Systemd has a problem with SATA disks behind port multipliers

August 10, 2016

The servers for our disk based backup system are all running Ubuntu 12.04, because that's what was current when we last had to touch them. Ubuntu 12.04 is on its way out, so we're starting to rebuild all of our 12.04 machines on 16.04, and today we did this to the first backup server. Fortunately it was a server used for our long-term backups server and thus something we don't need right away, because 16.04 turns out to have a problem here.

All of our backup servers use external SATA disk enclosures and SATA port multipliers, partly because that's what we had available and partly because that was the inexpensive option at the time (and maybe still today). When we first booted the machine in 16.04, it looked like it was only detecting one of the disks on each port multiplier channel instead of all four. Further investigation showed that all the disks were being detected, but only one out of every four was showing up in /dev/disk/by-path, which we rely on to give us stable identifiers for each disk slot in the external enclosure. More than that, the path identifiers are different. On 12.04, we got /dev/disk/by-path identifiers like pci-0000:02:00.0-scsi-2:0:0:0 while on 16.04, they're like pci-0000:02:00.0-ata-1.

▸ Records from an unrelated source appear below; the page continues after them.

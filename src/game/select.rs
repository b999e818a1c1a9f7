//! The selecting phase: hover resolution, selection, swapping, pairing.

use alloc::vec::Vec;

use crate::audio::Cue;
use crate::card::PAIR_SUM;
use crate::input::Pointer;

use super::{Game, Phase, evaluate};

impl Game {
    /// Runs one selecting-phase tick: verdict checks first, then input.
    pub(super) fn update_selecting(&mut self, pointer: Pointer, cues: &mut Vec<Cue>) {
        if evaluate::is_won(&self.grid) {
            // The phase is about to change; pending timers are stale.
            self.timer.reset();
            self.phase = Phase::Won;
            return;
        }

        if evaluate::is_lost(&self.grid) {
            self.timer.reset();
            self.phase = Phase::Lost;
            return;
        }

        // Hover is recomputed from the live grid every tick; stale indices
        // never survive a frame. Row-major order breaks ties.
        let hit = self
            .grid
            .iter()
            .map(|(coords, _)| coords)
            .find(|&(row, col)| self.layout.pile_rect(row, col).contains(pointer.position));
        self.hovered = hit;

        let Some((row, col)) = hit else { return };
        if !pointer.clicked_since(&self.last_pointer) {
            return;
        }

        match self.selected {
            None => self.select_card(row, col, cues),
            Some(anchor) => self.pair_card(anchor, (row, col)),
        }
    }

    /// Handles a click with nothing selected.
    ///
    /// A top card that can still pair (face value 10 or below) becomes the
    /// pairing anchor. A swappable card on a singleton pile swaps with the
    /// deck immediately. A swappable card on a grown pile does nothing:
    /// J/Q/K can never be half of an eleven.
    fn select_card(&mut self, row: usize, col: usize, cues: &mut Vec<Cue>) {
        let Some(card) = self.grid.top(row, col) else {
            return;
        };

        if !card.is_swappable() {
            self.selected = Some((row, col));
            return;
        }

        if self.grid.pile(row, col).is_single() {
            if let Some(locked) = self.grid.pile_mut(row, col).pop() {
                self.deck.insert_bottom(locked);
                let fresh = self.deck.draw();
                self.grid.pile_mut(row, col).push(fresh);
                cues.push(self.slide_cue());
            }
        }

        self.selected = None;
    }

    /// Handles a click with pile `anchor` already selected.
    fn pair_card(&mut self, anchor: (usize, usize), target: (usize, usize)) {
        // Any second click settles the selection one way or the other: a
        // mismatch deselects rather than staying armed.
        self.selected = None;

        if anchor == target {
            return;
        }

        let (Some(anchor_card), Some(target_card)) = (
            self.grid.top(anchor.0, anchor.1),
            self.grid.top(target.0, target.1),
        ) else {
            return;
        };

        if anchor_card.face_value() + target_card.face_value() != PAIR_SUM {
            return;
        }

        // Both piles draw a fresh top card; the paired cards stay buried,
        // so deck plus piles still hold all 52.
        let for_anchor = self.deck.draw();
        self.grid.pile_mut(anchor.0, anchor.1).push(for_anchor);
        let for_target = self.deck.draw();
        self.grid.pile_mut(target.0, target.1).push(for_target);

        // The clicked pile's card slides in first, then the anchor's.
        self.moving_piles = [target, anchor];
        self.first_card_done = false;
        self.timer.reset();
        self.phase = Phase::Moving;
    }
}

One obvious difference is that 16.04 uses systemd and systemd has swallowed udev and in the process likely made a number of changes to it (in the grand systemd tradition). Certainly some Internet searches found suggestive bits. Unfortunately this turns out to be somewhat of a red herring; the real cause is less active damage (by systemd and udev) and more non-benign neglect and ignorance that has been exposed by the kernel changing the underlying sysfs topology to be more honest.

In 12.04 (with what is now an ancient kernel), a typical port multiplier disk shows up in sysfs as (take a deep breath):

/sys/devices/pci0000:00/0000:00:01.0/0000:01:00.0/0000:02:00.0/host8/target8:0:0/8:0:0:0/block/sdk

This is essentially claiming itself to be a generic SCSI disk. You have to look hard at attributes in various spots in sysfs to find out the truth, and the 12.04 udev does not; it considers this disk to be a generic SCSI disk and handles its naming like any other SCSI controller (we can see that from the '-scsi-' bit that is in the by-path name).

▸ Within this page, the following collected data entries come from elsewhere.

//! Piles and the fixed 2×6 pile grid.

use alloc::vec::Vec;

use crate::card::Card;
use crate::deck::Deck;
use crate::error::DealError;

/// Number of pile rows.
pub const ROWS: usize = 2;

/// Number of pile columns.
pub const COLS: usize = 6;

/// Total number of piles.
pub const PILE_COUNT: usize = ROWS * COLS;

/// An ordered stack of cards.
///
/// Piles only ever grow during play: a successful pairing pushes a fresh
/// card onto both participating piles, and the swap replaces a singleton's
/// card one-for-one. A pile never empties once dealt.
#[derive(Debug, Clone, Default)]
pub struct Pile {
    cards: Vec<Card>,
}

impl Pile {
    /// Returns the top card, or `None` if the pile is empty.
    #[must_use]
    pub fn top(&self) -> Option<Card> {
        self.cards.last().copied()
    }

    /// Pushes a card onto the top of the pile.
    pub fn push(&mut self, card: Card) {
        self.cards.push(card);
    }

    /// Removes and returns the top card.
    pub fn pop(&mut self) -> Option<Card> {
        self.cards.pop()
    }

    /// Returns the card directly beneath the top card, if any.
    #[must_use]
    pub fn under_top(&self) -> Option<Card> {
        self.cards.len().checked_sub(2).map(|i| self.cards[i])
    }

    /// Returns the number of cards in the pile.
    #[must_use]
    pub fn len(&self) -> usize {
        self.cards.len()
    }

    /// Returns whether the pile is empty.
    #[must_use]
    pub fn is_empty(&self) -> bool {
        self.cards.is_empty()
    }

    /// Returns whether the pile holds exactly one card.
    ///
    /// Only singletons are eligible for the face-card swap.
    #[must_use]
    pub fn is_single(&self) -> bool {
        self.cards.len() == 1
    }

    /// Returns the cards in the pile, bottom first.
    #[must_use]
    pub fn cards(&self) -> &[Card] {
        &self.cards
    }
}

/// The fixed 2×6 grid of piles.
#[derive(Debug, Clone)]
pub struct PileGrid {
    piles: [[Pile; COLS]; ROWS],
}

impl PileGrid {
    /// Deals a fresh grid, one card per pile in row-major order.
    ///
    /// # Errors
    ///
    /// Returns an error if the deck holds fewer than [`PILE_COUNT`] cards.
    pub fn deal(deck: &mut Deck) -> Result<Self, DealError> {
        if deck.len() < PILE_COUNT {
            return Err(DealError::NotEnoughCards);
        }

        let mut grid = Self {
            piles: Default::default(),
        };
        for row in 0..ROWS {
            for col in 0..COLS {
                grid.piles[row][col].push(deck.draw());
            }
        }
        Ok(grid)
    }

    /// Returns the top card of the pile at `(row, col)`.
    #[must_use]
    pub fn top(&self, row: usize, col: usize) -> Option<Card> {
        self.piles[row][col].top()
    }

    /// Returns the pile at `(row, col)`.
    #[must_use]
    pub fn pile(&self, row: usize, col: usize) -> &Pile {
        &self.piles[row][col]
    }

    /// Returns the pile at `(row, col)` mutably.
    #[must_use]
    pub fn pile_mut(&mut self, row: usize, col: usize) -> &mut Pile {
        &mut self.piles[row][col]
    }

    /// Iterates over all piles in row-major order.
    pub fn iter(&self) -> impl Iterator<Item = ((usize, usize), &Pile)> {
        self.piles
            .iter()
            .enumerate()
            .flat_map(|(row, cols)| {
                cols.iter().enumerate().map(move |(col, pile)| ((row, col), pile))
            })
    }

    /// Returns the total number of cards across all piles.
    #[must_use]
    pub fn card_count(&self) -> usize {
        self.iter().map(|(_, pile)| pile.len()).sum()
    }
}
//! Error types for game operations.
//!
//! The surface is deliberately narrow. A draw from an empty deck is a
//! broken conservation invariant and panics instead of returning an error,
//! and a rejected pairing attempt is a normal move outcome, not a failure.

use thiserror::Error;

/// Errors that can occur while dealing the grid.
#[derive(Debug, Clone, Copy, PartialEq, Eq, Error)]
pub enum DealError {
    /// Not enough cards in the deck to seed every pile.
    #[error("not enough cards in the deck to seed every pile")]
    NotEnoughCards,
}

In 16.04, this same disk slot is:

/sys/devices/pci0000:00/0000:00:01.0/0000:01:00.0/0000:02:00.0/ata1/host0/target0:0:0/0:0:0:0/block/sda

(Yes, the sdX names keep changing. That's why we need /dev/disk/by-path.)

This addition of ata1 to the full path appears to trigger a different code path in systemd's version of udev, one that specifically deals with (S)ATA disks. This code path does not believe that there can be more than one disk per (S)ATA host node (the host0 here), and so it gives all four disks on this port the same ID_PATH value, one based purely on the ATA port number of the port they're all attached through; they are all pci-0000:02:00.0-ata-1. Naturally there can be only one /dev/disk/by-path/pci-0000:02:00.0-ata-1 directory entry, so three out of the four disks lose out.

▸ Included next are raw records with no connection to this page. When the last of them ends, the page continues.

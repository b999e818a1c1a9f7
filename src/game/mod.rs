//! Game engine and phase management.

use alloc::vec::Vec;

use rand::{Rng, SeedableRng};
use rand_chacha::ChaCha8Rng;

use crate::audio::{Cue, SLIDE_VARIANTS, Track};
use crate::deck::Deck;
use crate::grid::PileGrid;
use crate::input::Pointer;
use crate::layout::Layout;
use crate::options::GameOptions;
use crate::timer::AnimationTimer;

mod animate;
mod evaluate;
mod select;
pub mod state;

pub use evaluate::{is_lost, is_won};
pub use state::Phase;

/// The Elevens game engine.
///
/// One instance is one session. Call [`Game::update`] once per frame with
/// the current pointer snapshot and the cumulative monotonic time in
/// seconds; read the result back through [`Game::scene`] and the cues the
/// update returns. Nothing blocks: all waiting is phase-gated polling of
/// elapsed time.
///
/// [`Game::scene`]: Game::scene
pub struct Game {
    /// The draw deck.
    pub deck: Deck,
    /// The 2×6 grid of piles.
    pub grid: PileGrid,
    /// Game options.
    pub options: GameOptions,
    pub(crate) layout: Layout,
    pub(crate) phase: Phase,
    /// The single in-flight animation tracker.
    pub(crate) timer: AnimationTimer,
    /// Row-major index of the pile currently dealing in.
    pub(crate) deal_index: usize,
    /// Destination piles of a pairing; index 0 animates first.
    pub(crate) moving_piles: [(usize, usize); 2],
    /// Whether the first of the two pairing cards has landed.
    pub(crate) first_card_done: bool,
    /// The pile selected as pairing anchor, as grid indices.
    pub(crate) selected: Option<(usize, usize)>,
    /// The pile under the pointer, re-resolved every tick.
    pub(crate) hovered: Option<(usize, usize)>,
    /// Previous frame's pointer, for edge-triggered clicks.
    pub(crate) last_pointer: Pointer,
    rng: ChaCha8Rng,
}

impl Game {
    /// Creates a new game on the menu screen with the given seed.
    ///
    /// # Example
    ///
    /// ```
    /// use elevens::{Game, GameOptions, Phase};
    ///
    /// let game = Game::new(GameOptions::default(), 42);
    /// assert_eq!(game.phase(), Phase::Menu);
    /// ```
    #[expect(
        clippy::missing_panics_doc,
        reason = "a standard deck always covers the deal"
    )]
    #[must_use]
    pub fn new(options: GameOptions, seed: u64) -> Self {
        let mut rng = ChaCha8Rng::seed_from_u64(seed);
        let mut deck = Deck::standard(&mut rng);
        let grid = PileGrid::deal(&mut deck).expect("a standard deck always covers the deal");

        Self {
            deck,
            grid,
            layout: Layout::new(&options),
            options,
            phase: Phase::Menu,
            timer: AnimationTimer::new(),
            deal_index: 0,
            moving_piles: [(0, 0); 2],
            first_card_done: false,
            selected: None,
            hovered: None,
            last_pointer: Pointer::default(),
            rng,
        }
    }

    /// Runs one frame of game logic.
    ///
    /// `now` is cumulative wall-clock seconds since startup, monotonic.
    /// Returns the one-shot sound cues this frame produced, in order.
    pub fn update(&mut self, pointer: Pointer, now: f32) -> Vec<Cue> {
        let mut cues = Vec::new();

        match self.phase {
            Phase::Menu => self.update_menu(pointer, &mut cues),
            Phase::Initializing => self.update_deal_in(now),
            Phase::Selecting => self.update_selecting(pointer, &mut cues),
            Phase::Moving => self.update_moving(now, &mut cues),
            Phase::Won | Phase::Lost => self.update_end_screen(pointer, now, &mut cues),
        }

        self.last_pointer = pointer;
        cues
    }

    /// Handles the menu screen: a click on the play button starts a game.
    fn update_menu(&mut self, pointer: Pointer, cues: &mut Vec<Cue>) {
        if self.play_button_clicked(pointer) {
            cues.push(Cue::Button);
            self.new_game(cues);
        }
    }

    /// Discards all session state and deals a fresh game.
    ///
    /// Unconditional: any in-flight animation or selection is dropped.
    #[expect(
        clippy::missing_panics_doc,
        reason = "a standard deck always covers the deal"
    )]
    pub fn new_game(&mut self, cues: &mut Vec<Cue>) {
        self.deck = Deck::standard(&mut self.rng);
        self.grid =
            PileGrid::deal(&mut self.deck).expect("a standard deck always covers the deal");

        self.selected = None;
        self.hovered = None;
        self.timer.reset();
        self.deal_index = 0;
        self.moving_piles = [(0, 0); 2];
        self.first_card_done = false;

        self.phase = Phase::Initializing;
        cues.push(Cue::Shuffle);
    }

    /// Returns the current phase.
    #[must_use]
    pub const fn phase(&self) -> Phase {
        self.phase
    }

    /// Returns the selected pile's grid indices, if any.
    #[must_use]
    pub const fn selected(&self) -> Option<(usize, usize)> {
        self.selected
    }

    /// Returns the hovered pile's grid indices, if any.
    #[must_use]
    pub const fn hovered(&self) -> Option<(usize, usize)> {
        self.hovered
    }

    /// Returns the session's screen layout.
    #[must_use]
    pub const fn layout(&self) -> &Layout {
        &self.layout
    }

    /// Returns which background track should be looping right now.
    ///
    /// `None` on the end screens: the music stops the tick a verdict lands
    /// and only the win/loss stinger plays.
    #[must_use]
    pub const fn music(&self) -> Option<Track> {
        match self.phase {
            Phase::Menu => Some(Track::MenuTheme),
            Phase::Initializing | Phase::Selecting | Phase::Moving => Some(Track::GameTheme),
            Phase::Won | Phase::Lost => None,
        }
    }

    /// Returns whether this frame clicked the play/replay button.
    fn play_button_clicked(&self, pointer: Pointer) -> bool {
        self.layout.play_button().contains(pointer.position)
            && pointer.clicked_since(&self.last_pointer)
    }

    /// Picks one of the slide sound variants at random.
    pub(crate) fn slide_cue(&mut self) -> Cue {
        Cue::Slide(self.rng.random_range(0..SLIDE_VARIANTS))
    }
}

(You can see this code in src/udev/udev-builtin-path_id.c in handle_scsi_ata(); it's present in both Ubuntu 16.04's systemd-229 and the current git tip here. The corresponding code for the generic case of SCSI-like devices is much more complicated.)

This is what I could politely call an oversight on the part of the systemd/udev conglomerate. The code for giving ATA devices names has stayed unchanged since it was introduced in 2015 (where it replaced 2012 code that skipped them entirely), so it's always had this issue. Had the kernel not switched to honestly reporting these ports as ATA ports instead of generic SCSI host ports, we could have missed seeing this, as the naive ATA-handling code would never have been exercised. Now, though, we're left with the mess. I've filed Ubuntu bug 1611945, although I don't know if it'll do any good.

(Now that writing this entry has caused me to discover the exact problem, I'm going to be able to refine the Ubuntu bug report. Unfortunately I can't report a bug directly to the upstream systemd, although I'm convinced it's still there in their code, because Ubuntu 16.04 doesn't have a systemd version that's within their 'you can report' window.)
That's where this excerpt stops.